Stored items:
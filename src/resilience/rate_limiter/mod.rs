//! # Rate Limiting
//!
//! Per-identifier admission control. A [`RateLimitPattern`] names the identifier
//! (directly or through a key generator over a caller context), the algorithm and
//! its parameters. [`RateLimiter`] keeps one limiter per
//! `(identifier, algorithm, window)` and reuses it for every later check.

mod fixed_window;
mod sliding_window;
mod token_bucket;

pub use fixed_window::FixedWindowLimiter;
pub use sliding_window::SlidingWindowLimiter;
pub use token_bucket::TokenBucketLimiter;

use crate::error::{OrchestrationError, OrchestrationResult, RateLimitError, ValidationError};
use crate::utils::{Clock, SystemClock};
use chrono::{DateTime, Utc};
use dashmap::DashMap;
use serde::{Deserialize, Serialize};
use serde_json::Value;
use std::fmt;
use std::future::Future;
use std::str::FromStr;
use std::sync::Arc;
use std::time::Duration;
use tracing::{debug, info};

/// Identifier used when a pattern names neither an identifier nor a key generator
pub const GLOBAL_IDENTIFIER: &str = "global";

/// Result of one admission check
#[derive(Debug, Clone, PartialEq, Eq, Serialize, Deserialize)]
pub struct RateLimitDecision {
    pub allowed: bool,
    pub limit: u64,
    pub remaining: u64,
    /// When the limiter next regains capacity
    pub reset_time: DateTime<Utc>,
    /// Zero when allowed
    pub retry_after: Duration,
}

impl RateLimitDecision {
    pub fn allowed(limit: u64, remaining: u64, reset_time: DateTime<Utc>) -> Self {
        Self {
            allowed: true,
            limit,
            remaining,
            reset_time,
            retry_after: Duration::ZERO,
        }
    }

    pub fn denied(limit: u64, reset_time: DateTime<Utc>, retry_after: Duration) -> Self {
        Self {
            allowed: false,
            limit,
            remaining: 0,
            reset_time,
            retry_after,
        }
    }
}
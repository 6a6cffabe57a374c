use super::KeyValueStore;
use crate::error::OrchestrationResult;
use async_trait::async_trait;
use dashmap::DashMap;
use std::collections::HashMap;

/// Process-local [`KeyValueStore`]
#[derive(Debug, Default)]
pub struct InMemoryKeyValueStore {
    values: DashMap<String, String>,
    sorted: DashMap<String, HashMap<String, i64>>,
}

impl InMemoryKeyValueStore {
    pub fn new() -> Self {
        Self::default()
    }

    /// Number of plain keys held
    pub fn len(&self) -> usize {
        self.values.len()
    }

    pub fn is_empty(&self) -> bool {
        self.values.is_empty()
    }
}

#[async_trait]
impl KeyValueStore for InMemoryKeyValueStore {
    async fn get(&self, key: &str) -> OrchestrationResult<Option<String>> {
        Ok(self.values.get(key).map(|entry| entry.value().clone()))
    }

    async fn set(&self, key: &str, value: String) -> OrchestrationResult<()> {
        self.values.insert(key.to_string(), value);
        Ok(())
    }

    async fn delete(&self, key: &str) -> OrchestrationResult<bool> {
        let removed_value = self.values.remove(key).is_some();
        let removed_set = self.sorted.remove(key).is_some();
        Ok(removed_value || removed_set)
    }

    async fn sorted_add(&self, key: &str, member: &str, score: i64) -> OrchestrationResult<()> {
        self.sorted
            .entry(key.to_string())
            .or_default()
            .insert(member.to_string(), score);
        Ok(())
    }

    async fn sorted_remove(&self, key: &str, member: &str) -> OrchestrationResult<bool> {
        Ok(self
            .sorted
            .get_mut(key)
            .is_some_and(|mut set| set.remove(member).is_some()))
    }

    async fn sorted_range_desc(
        &self,
        key: &str,
        limit: Option<usize>,
    ) -> OrchestrationResult<Vec<String>> {
        let Some(set) = self.sorted.get(key) else {
            return Ok(Vec::new());
        };

        let mut members: Vec<(&String, &i64)> = set.iter().collect();
        members.sort_by(|a, b| b.1.cmp(a.1).then_with(|| b.0.cmp(a.0)));

        Ok(members
            .into_iter()
            .take(limit.unwrap_or(usize::MAX))
            .map(|(member, _)| member.clone())
            .collect())
    }

    async fn ping(&self) -> OrchestrationResult<()> {
        Ok(())
    }
}

#[cfg(test)]
mod tests {
    use super::*;
    use crate::persistence::KeyValueStoreExt;
    use serde_json::json;

    #[tokio::test]
    async fn test_values_round_trip() {
        let store = InMemoryKeyValueStore::new();

        store.set("a", "1".to_string()).await.unwrap();
        assert_eq!(store.get("a").await.unwrap().as_deref(), Some("1"));
        assert!(store.delete("a").await.unwrap());
        assert!(!store.delete("a").await.unwrap());
        assert_eq!(store.get("a").await.unwrap(), None);
    }

    #[tokio::test]
    async fn test_sorted_range_is_newest_first_and_limited() {
        let store = InMemoryKeyValueStore::new();
        store.sorted_add("idx", "old", 10).await.unwrap();
        store.sorted_add("idx", "new", 30).await.unwrap();
        store.sorted_add("idx", "mid", 20).await.unwrap();

        assert_eq!(
            store.sorted_range_desc("idx", None).await.unwrap(),
            vec!["new", "mid", "old"]
        );
        assert_eq!(
            store.sorted_range_desc("idx", Some(2)).await.unwrap(),
            vec!["new", "mid"]
        );

        assert!(store.sorted_remove("idx", "mid").await.unwrap());
        assert!(!store.sorted_remove("idx", "mid").await.unwrap());
        assert!(store.sorted_range_desc("missing", None).await.unwrap().is_empty());
    }

    #[tokio::test]
    async fn test_json_helpers() {
        let store = InMemoryKeyValueStore::new();
        store.set_json("doc", &json!({"n": 1})).await.unwrap();

        let doc: Option<serde_json::Value> = store.get_json("doc").await.unwrap();
        assert_eq!(doc, Some(json!({"n": 1})));

        store.set("bad", "{not json".to_string()).await.unwrap();
        let bad: crate::error::OrchestrationResult<Option<serde_json::Value>> =
            store.get_json("bad").await;
        assert!(bad.is_err());
    }
}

Instructions for the task:
Reproduce every line above. Keep it exact.

Answer box:
filename src/resilience/rate_limiter/mod.rs
//! # Rate Limiting
//!
//! Per-identifier admission control. A [`RateLimitPattern`] names the identifier
//! (directly or through a key generator over a caller context), the algorithm and
//! its parameters. [`RateLimiter`] keeps one limiter per
//! `(identifier, algorithm, window)` and reuses it for every later check.

mod fixed_window;
mod sliding_window;
mod token_bucket;

pub use fixed_window::FixedWindowLimiter;
pub use sliding_window::SlidingWindowLimiter;
pub use token_bucket::TokenBucketLimiter;

use crate::error::{OrchestrationError, OrchestrationResult, RateLimitError, ValidationError};
use crate::utils::{Clock, SystemClock};
use chrono::{DateTime, Utc};
use dashmap::DashMap;
use serde::{Deserialize, Serialize};
use serde_json::Value;
use std::fmt;
use std::future::Future;
use std::str::FromStr;
use std::sync::Arc;
use std::time::Duration;
use tracing::{debug, info};

/// Identifier used when a pattern names neither an identifier nor a key generator
pub const GLOBAL_IDENTIFIER: &str = "global";

/// Result of one admission check
#[derive(Debug, Clone, PartialEq, Eq, Serialize, Deserialize)]
pub struct RateLimitDecision {
    pub allowed: bool,
    pub limit: u64,
    pub remaining: u64,
    /// When the limiter next regains capacity
    pub reset_time: DateTime<Utc>,
    /// Zero when allowed
    pub retry_after: Duration,
}

impl RateLimitDecision {
    pub fn allowed(limit: u64, remaining: u64, reset_time: DateTime<Utc>) -> Self {
        Self {
            allowed: true,
            limit,
            remaining,
            reset_time,
            retry_after: Duration::ZERO,
        }
    }

    pub fn denied(limit: u64, reset_time: DateTime<Utc>, retry_after: Duration) -> Self {
        Self {
            allowed: false,
            limit,
            remaining: 0,
            reset_time,
            retry_after,
        }
    }
}
repository 6a6cffabe57a374c
use super::KeyValueStore;
use crate::error::OrchestrationResult;
use async_trait::async_trait;
use dashmap::DashMap;
use std::collections::HashMap;

/// Process-local [`KeyValueStore`]
#[derive(Debug, Default)]
pub struct InMemoryKeyValueStore {
    values: DashMap<String, String>,
    sorted: DashMap<String, HashMap<String, i64>>,
}

impl InMemoryKeyValueStore {
    pub fn new() -> Self {
        Self::default()
    }

    /// Number of plain keys held
    pub fn len(&self) -> usize {
        self.values.len()
    }

    pub fn is_empty(&self) -> bool {
        self.values.is_empty()
    }
}

#[async_trait]
impl KeyValueStore for InMemoryKeyValueStore {
    async fn get(&self, key: &str) -> OrchestrationResult<Option<String>> {
        Ok(self.values.get(key).map(|entry| entry.value().clone()))
    }

    async fn set(&self, key: &str, value: String) -> OrchestrationResult<()> {
        self.values.insert(key.to_string(), value);
        Ok(())
    }

    async fn delete(&self, key: &str) -> OrchestrationResult<bool> {
        let removed_value = self.values.remove(key).is_some();
        let removed_set = self.sorted.remove(key).is_some();
        Ok(removed_value || removed_set)
    }

    async fn sorted_add(&self, key: &str, member: &str, score: i64) -> OrchestrationResult<()> {
        self.sorted
            .entry(key.to_string())
            .or_default()
            .insert(member.to_string(), score);
        Ok(())
    }

    async fn sorted_remove(&self, key: &str, member: &str) -> OrchestrationResult<bool> {
        Ok(self
            .sorted
            .get_mut(key)
            .is_some_and(|mut set| set.remove(member).is_some()))
    }

    async fn sorted_range_desc(
        &self,
        key: &str,
        limit: Option<usize>,
    ) -> OrchestrationResult<Vec<String>> {
        let Some(set) = self.sorted.get(key) else {
            return Ok(Vec::new());
        };

        let mut members: Vec<(&String, &i64)> = set.iter().collect();
        members.sort_by(|a, b| b.1.cmp(a.1).then_with(|| b.0.cmp(a.0)));

        Ok(members
            .into_iter()
            .take(limit.unwrap_or(usize::MAX))
            .map(|(member, _)| member.clone())
            .collect())
    }

    async fn ping(&self) -> OrchestrationResult<()> {
        Ok(())
    }
}

#[cfg(test)]
mod tests {
    use super::*;
    use crate::persistence::KeyValueStoreExt;
    use serde_json::json;

    #[tokio::test]
    async fn test_values_round_trip() {
        let store = InMemoryKeyValueStore::new();

        store.set("a", "1".to_string()).await.unwrap();
        assert_eq!(store.get("a").await.unwrap().as_deref(), Some("1"));
        assert!(store.delete("a").await.unwrap());
        assert!(!store.delete("a").await.unwrap());
        assert_eq!(store.get("a").await.unwrap(), None);
    }

    #[tokio::test]
    async fn test_sorted_range_is_newest_first_and_limited() {
        let store = InMemoryKeyValueStore::new();
        store.sorted_add("idx", "old", 10).await.unwrap();
        store.sorted_add("idx", "new", 30).await.unwrap();
        store.sorted_add("idx", "mid", 20).await.unwrap();

        assert_eq!(
            store.sorted_range_desc("idx", None).await.unwrap(),
            vec!["new", "mid", "old"]
        );
        assert_eq!(
            store.sorted_range_desc("idx", Some(2)).await.unwrap(),
            vec!["new", "mid"]
        );

        assert!(store.sorted_remove("idx", "mid").await.unwrap());
        assert!(!store.sorted_remove("idx", "mid").await.unwrap());
        assert!(store.sorted_range_desc("missing", None).await.unwrap().is_empty());
    }

    #[tokio::test]
    async fn test_json_helpers() {
        let store = InMemoryKeyValueStore::new();
        store.set_json("doc", &json!({"n": 1})).await.unwrap();

        let doc: Option<serde_json::Value> = store.get_json("doc").await.unwrap();
        assert_eq!(doc, Some(json!({"n": 1})));

        store.set("bad", "{not json".to_string()).await.unwrap();
        let bad: crate::error::OrchestrationResult<Option<serde_json::Value>> =
            store.get_json("bad").await;
        assert!(bad.is_err());
    }
}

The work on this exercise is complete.